• Exercise aim: Wherever the string "Save" turns up in the data, copy the whole line.

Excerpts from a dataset
▽
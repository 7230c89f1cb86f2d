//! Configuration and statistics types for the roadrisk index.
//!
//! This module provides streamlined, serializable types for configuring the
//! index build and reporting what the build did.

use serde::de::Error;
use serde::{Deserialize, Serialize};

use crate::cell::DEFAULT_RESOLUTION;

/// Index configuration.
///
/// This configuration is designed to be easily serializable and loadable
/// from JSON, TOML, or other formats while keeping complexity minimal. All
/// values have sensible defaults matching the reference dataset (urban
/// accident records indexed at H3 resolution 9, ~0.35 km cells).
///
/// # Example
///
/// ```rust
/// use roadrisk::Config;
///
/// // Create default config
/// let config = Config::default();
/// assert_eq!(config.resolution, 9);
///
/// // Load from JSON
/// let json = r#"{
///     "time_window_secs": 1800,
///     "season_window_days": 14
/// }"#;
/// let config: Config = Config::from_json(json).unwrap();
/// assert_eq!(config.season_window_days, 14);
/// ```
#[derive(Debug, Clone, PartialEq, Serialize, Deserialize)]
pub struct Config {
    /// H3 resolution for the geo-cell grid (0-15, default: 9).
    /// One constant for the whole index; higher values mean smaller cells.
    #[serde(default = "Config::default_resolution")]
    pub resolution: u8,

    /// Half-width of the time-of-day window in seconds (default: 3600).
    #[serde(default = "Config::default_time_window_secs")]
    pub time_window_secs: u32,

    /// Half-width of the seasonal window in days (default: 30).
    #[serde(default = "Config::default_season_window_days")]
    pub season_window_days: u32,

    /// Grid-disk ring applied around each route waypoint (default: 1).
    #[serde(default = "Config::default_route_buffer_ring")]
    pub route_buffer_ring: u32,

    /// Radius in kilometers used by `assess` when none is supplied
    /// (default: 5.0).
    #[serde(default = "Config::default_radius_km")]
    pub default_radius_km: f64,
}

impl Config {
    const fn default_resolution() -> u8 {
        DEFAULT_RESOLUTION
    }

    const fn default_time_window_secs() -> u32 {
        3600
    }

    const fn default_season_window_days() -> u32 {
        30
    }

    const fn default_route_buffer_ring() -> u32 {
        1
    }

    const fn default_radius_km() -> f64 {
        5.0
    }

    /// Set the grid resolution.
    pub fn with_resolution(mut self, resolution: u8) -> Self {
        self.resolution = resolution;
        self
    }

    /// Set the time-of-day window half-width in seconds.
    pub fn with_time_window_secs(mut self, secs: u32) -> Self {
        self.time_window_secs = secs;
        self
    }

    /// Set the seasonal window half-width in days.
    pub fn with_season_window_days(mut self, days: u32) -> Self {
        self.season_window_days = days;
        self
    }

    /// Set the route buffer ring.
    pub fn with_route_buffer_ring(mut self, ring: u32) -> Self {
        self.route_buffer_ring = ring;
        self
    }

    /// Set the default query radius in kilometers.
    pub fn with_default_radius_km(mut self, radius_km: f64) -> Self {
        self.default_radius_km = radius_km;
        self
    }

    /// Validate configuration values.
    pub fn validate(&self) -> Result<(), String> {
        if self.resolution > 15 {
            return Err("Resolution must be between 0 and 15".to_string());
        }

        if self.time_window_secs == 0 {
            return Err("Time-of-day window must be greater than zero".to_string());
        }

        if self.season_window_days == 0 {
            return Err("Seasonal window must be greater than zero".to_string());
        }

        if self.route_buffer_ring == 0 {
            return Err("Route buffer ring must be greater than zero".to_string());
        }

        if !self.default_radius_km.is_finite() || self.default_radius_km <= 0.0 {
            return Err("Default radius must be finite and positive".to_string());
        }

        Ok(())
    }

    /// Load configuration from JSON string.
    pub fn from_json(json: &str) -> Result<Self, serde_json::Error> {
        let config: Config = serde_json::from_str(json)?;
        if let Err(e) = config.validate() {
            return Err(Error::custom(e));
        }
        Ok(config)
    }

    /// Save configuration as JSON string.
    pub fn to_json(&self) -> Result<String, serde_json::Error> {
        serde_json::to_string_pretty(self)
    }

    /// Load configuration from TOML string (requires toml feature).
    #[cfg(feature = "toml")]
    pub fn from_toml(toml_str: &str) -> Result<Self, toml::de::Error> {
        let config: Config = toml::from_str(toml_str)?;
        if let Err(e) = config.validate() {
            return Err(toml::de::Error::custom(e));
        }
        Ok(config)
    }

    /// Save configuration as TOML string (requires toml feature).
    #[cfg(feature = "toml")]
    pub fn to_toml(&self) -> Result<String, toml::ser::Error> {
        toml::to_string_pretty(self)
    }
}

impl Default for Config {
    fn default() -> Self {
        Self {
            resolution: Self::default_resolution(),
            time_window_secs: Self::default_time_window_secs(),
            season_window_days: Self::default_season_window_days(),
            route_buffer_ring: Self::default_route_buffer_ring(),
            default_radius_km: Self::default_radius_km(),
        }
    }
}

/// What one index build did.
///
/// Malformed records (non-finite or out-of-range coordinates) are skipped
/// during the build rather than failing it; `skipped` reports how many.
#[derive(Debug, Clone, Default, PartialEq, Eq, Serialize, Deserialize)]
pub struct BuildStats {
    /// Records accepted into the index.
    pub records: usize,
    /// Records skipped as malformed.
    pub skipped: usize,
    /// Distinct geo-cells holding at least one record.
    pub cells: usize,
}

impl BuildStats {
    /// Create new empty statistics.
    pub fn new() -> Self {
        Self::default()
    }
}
△
• Exercise solution:
    /// Save configuration as JSON string.
    /// Save configuration as TOML string (requires toml feature).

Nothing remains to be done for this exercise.